Image by Graham Abbott
Fascinating behaviour as one nudibranch eats another nudibranch…

My interest kept growing in marine life and after Diving 4 Images was born in 2002 I had the pleasure of diving with a huge range of professionals, biologists and scientists. In 2007 I had the joy of having none other than David Doubilet onboard a liveaboard trip I had organised for Mark Erdmann & Gerry Allen to get back into Triton Bay, an area we were the first to ever survey, we even named most of the top sites in this area too. I knew this expedition with these two marine life experts was something really special that should be documented, so on purpose I kept back one cabin in the hope to get a photo journalist friend along. It was a surprise when heard this American accent on the phone saying “Hi, this David Doubilet I’d like to ask about your FakFak trip”. David & Jen were working on an article for National Geographic about The Birds head peninsula. While onboard on a quiet evening David told me about his other project which was to be all about nudibranchs. I was fascinated and excited at the same time as the way David wanted show these animals was not about their unique behavior, the idea was simply to highlight their wonderful colour forms. Nudibranchs really do happen to be the most colorfully diverse animals on the planet. I was trying to get David & Jen into Komodo where I knew I could show them some really cool species they had not yet photographed. The Komodo trip didn’t materialise though David and his partner (now wife) Jennifer Hayes booked straight away to join me in Bali for their final dives on their nudibranch story.

You can see the great way David photographed nudibranchs here: Prints can even be purchased at

While sitting with David & Jen talking nudibranch during one off gassing session, a lady came up to us and said she overheard us talking nudibranchs and asked what we were doing. The lady I had met was very serious nudibrancher, nudi nutters seem to be coming out from everywhere. This happened to be Alicia Hermosillo who has co wrote a few books with David Behrens and works with Terry Gosliner and his team of biologists. Alicia told me that she was counting species on her trips and mentioned that she would be back in Bali after a few days over in Komodo. I was really pleased when Alicia asked if I could guide her to a few other spots looking for nudibranchs in Bali. I had time and managed to spend a few days with Ali finding and talking more about nudibranchs. I was happy to see that nudibranchs don’t all wear anoraks, wear glasses thicker than their beards and talk in Latin. It was also great fun to dive with someone so passionate and keen. We kept in touch and a year later on one of my Critter Cruises, after coming up from one of the hottest nudibranch sites and logging over 40 species we had a chat around the dinner table about counting species. Everyone was thrilled and this turned out to be my first ever nudibranch count, between the group we photographed 226 species and thought this was amazing, it really was too!

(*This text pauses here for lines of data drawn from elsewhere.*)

use crate::config::ConfigError;
use crate::telemetry::TelemetryError;
use crate::workflows::matching::service::MatchingServiceError;
use axum::http::StatusCode;
use axum::response::{IntoResponse, Response};
use axum::Json;
use serde_json::json;
use std::fmt;

#[derive(Debug)]
pub enum AppError {
    Config(ConfigError),
    Telemetry(TelemetryError),
    Io(std::io::Error),
    Server(axum::Error),
    Matching(MatchingServiceError),
}

impl fmt::Display for AppError {
    fn fmt(&self, f: &mut fmt::Formatter<'_>) -> fmt::Result {
        match self {
            AppError::Config(err) => write!(f, "configuration error: {}", err),
            AppError::Telemetry(err) => write!(f, "telemetry error: {}", err),
            AppError::Io(err) => write!(f, "io error: {}", err),
            AppError::Server(err) => write!(f, "server error: {}", err),
            AppError::Matching(err) => write!(f, "matching error: {}", err),
        }
    }
}

impl std::error::Error for AppError {
    fn source(&self) -> Option<&(dyn std::error::Error + 'static)> {
        match self {
            AppError::Config(err) => Some(err),
            AppError::Telemetry(err) => Some(err),
            AppError::Io(err) => Some(err),
            AppError::Server(err) => Some(err),
            AppError::Matching(err) => Some(err),
        }
    }
}

impl IntoResponse for AppError {
    fn into_response(self) -> Response {
        let status = match self {
            AppError::Matching(_) => StatusCode::BAD_REQUEST,
            AppError::Config(_)
            | AppError::Telemetry(_)
            | AppError::Io(_)
            | AppError::Server(_) => StatusCode::INTERNAL_SERVER_ERROR,
        };

        let body = Json(json!({ "success": false, "message": self.to_string() }));
        (status, body).into_response()
    }
}

impl From<ConfigError> for AppError {
    fn from(value: ConfigError) -> Self {
        Self::Config(value)
    }
}

impl From<TelemetryError> for AppError {
    fn from(value: TelemetryError) -> Self {
        Self::Telemetry(value)
    }
}

impl From<std::io::Error> for AppError {
    fn from(value: std::io::Error) -> Self {
        Self::Io(value)
    }
}

impl From<axum::Error> for AppError {
    fn from(value: axum::Error) -> Self {
        Self::Server(value)
    }
}

impl From<MatchingServiceError> for AppError {
    fn from(value: MatchingServiceError) -> Self {
        Self::Matching(value)
    }
}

It really was slug crazy as a month after my first nudibranch count I was looking for somewhere to go fun diving and Anilao had been really hot on my critter radar. I was looking into the most recommended resort as I always heard great things about their guides and all I want when I go diving is a good guide and local knowledge. I still hadn’t confirmed anything when Alicia emailed me and invited me to join her with the main nudiman himself Terry Gosliner and his team of biologists on a special nudibranch survey and collection trip for naming of new species and their data was also to go towards the latest highly recommended nudibranch book. I instantly confirmed my spot. Ali and I arrived over a week before the full team. I wasn’t counting species, my aim was to have fun and try to photograph lots of cool species. The problem was, with Ali and Peri we were just finding too many, I kept going from one to another without time to spend on any one, it was all really exciting. When the group arrived it was still really good fun. Apart from spending quality time with Terry and others on the team, one highlight was meeting the whacky chap who named Sagaminopteron psychedelicum who sure to the name was a very interesting character indeed.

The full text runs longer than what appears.